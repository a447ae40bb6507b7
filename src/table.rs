//! The in-memory dataset.
//!
//! A [`Table`] is loaded once from a CSV file at startup and never mutated
//! afterwards; the server shares it between requests behind an `Arc`.
//!
//! Every field is kept as its literal CSV text. A case-folded copy of each
//! field is computed at load time so that searches don't re-fold the whole
//! table on every query.

use anyhow::{bail, Context, Result};
use std::io::Read;
use std::path::Path;

/// Context-free case fold used on both fields and queries.
///
/// Lowercases char by char, so the result never depends on a letter's
/// position in a word, and maps final sigma `ς` onto `σ`.
pub fn fold_case(text: &str) -> String {
    text.chars()
        .flat_map(char::to_lowercase)
        .map(|c| if c == 'ς' { 'σ' } else { c })
        .collect()
}

/// One data record: the original field text plus its case-folded form.
#[derive(Debug, Clone)]
pub struct Row {
    fields: Vec<String>,
    folded: Vec<String>,
}

impl Row {
    pub fn new(fields: Vec<String>) -> Self {
        let folded = fields.iter().map(|f| fold_case(f)).collect();
        Self { fields, folded }
    }

    pub fn fields(&self) -> &[String] {
        &self.fields
    }

    /// [`fold_case`]d copies of [`fields`](Row::fields), same order.
    pub fn folded(&self) -> &[String] {
        &self.folded
    }
}

/// Immutable rows × columns dataset.
#[derive(Debug, Clone, Default)]
pub struct Table {
    headers: Vec<String>,
    rows: Vec<Row>,
}

impl Table {
    pub fn new(headers: Vec<String>, rows: Vec<Vec<String>>) -> Self {
        Self {
            headers,
            rows: rows.into_iter().map(Row::new).collect(),
        }
    }

    /// Load a CSV file whose first record is the header row.
    pub fn load(path: &Path, delimiter: u8) -> Result<Self> {
        let file = std::fs::File::open(path)
            .with_context(|| format!("Failed to open dataset: {}", path.display()))?;
        Self::from_reader(file, delimiter)
            .with_context(|| format!("Failed to load dataset: {}", path.display()))
    }

    /// Parse CSV from any reader. Rows with a different field count than
    /// the header are rejected.
    pub fn from_reader<R: Read>(reader: R, delimiter: u8) -> Result<Self> {
        let mut rdr = csv::ReaderBuilder::new()
            .delimiter(delimiter)
            .has_headers(true)
            .flexible(false)
            .from_reader(reader);

        let headers: Vec<String> = rdr
            .headers()
            .context("Failed to read header row")?
            .iter()
            .map(|h| h.to_string())
            .collect();

        if headers.is_empty() || headers.iter().all(|h| h.is_empty()) {
            bail!("dataset has no header row");
        }

        let mut rows = Vec::new();
        for (i, record) in rdr.records().enumerate() {
            // +2: one for the header, one for 1-based line numbers
            let record = record.with_context(|| format!("Malformed record at line {}", i + 2))?;
            rows.push(Row::new(record.iter().map(|f| f.to_string()).collect()));
        }

        Ok(Self { headers, rows })
    }

    pub fn headers(&self) -> &[String] {
        &self.headers
    }

    pub fn rows(&self) -> &[Row] {
        &self.rows
    }

    pub fn len(&self) -> usize {
        self.rows.len()
    }

    pub fn is_empty(&self) -> bool {
        self.rows.is_empty()
    }
}
//! # saoke-bot
//!
//! A Telegram bot that answers keyword searches over a CSV dataset.
//!
//! The dataset is loaded once at startup. Each incoming message is treated
//! as a query: every row with a field containing the query (ignoring case)
//! is returned, packed into as few replies as the platform's message size
//! allows without ever splitting a row.
//!
//! ## Architecture
//!
//! ```text
//! ┌──────────┐   ┌──────────┐   ┌──────────┐   ┌──────────┐
//! │ Webhook  │──▶│  Search  │──▶│  Chunk   │──▶│ Bot API  │
//! │ (axum)   │   │  Table   │   │  rows    │   │ (reqwest)│
//! └──────────┘   └──────────┘   └──────────┘   └──────────┘
//! ```
//!
//! ## Modules
//!
//! | Module | Purpose |
//! |--------|---------|
//! | [`config`] | TOML configuration and environment overrides |
//! | [`table`] | CSV loading into the in-memory table |
//! | [`search`] | Case-insensitive keyword search |
//! | [`chunk`] | Row-preserving reply chunking |
//! | [`telegram`] | Update types, `Messenger` trait, Bot API client |
//! | [`handler`] | Command routing and reply sending |
//! | [`server`] | Webhook HTTP server |
//! | [`webhook`] | Webhook registration |

pub mod chunk;
pub mod config;
pub mod handler;
pub mod search;
pub mod server;
pub mod table;
pub mod telegram;
pub mod webhook;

------------------------------------------------------------

Task brief: Take the line holding "keyword search |" and all lines after it through the end of the data, and set them down exactly.

Your solution:
//! | [`search`] | Case-insensitive keyword search |
//! | [`chunk`] | Row-preserving reply chunking |
//! | [`telegram`] | Update types, `Messenger` trait, Bot API client |
//! | [`handler`] | Command routing and reply sending |
//! | [`server`] | Webhook HTTP server |
//! | [`webhook`] | Webhook registration |

pub mod chunk;
pub mod config;
pub mod handler;
pub mod search;
pub mod server;
pub mod table;
pub mod telegram;
pub mod webhook;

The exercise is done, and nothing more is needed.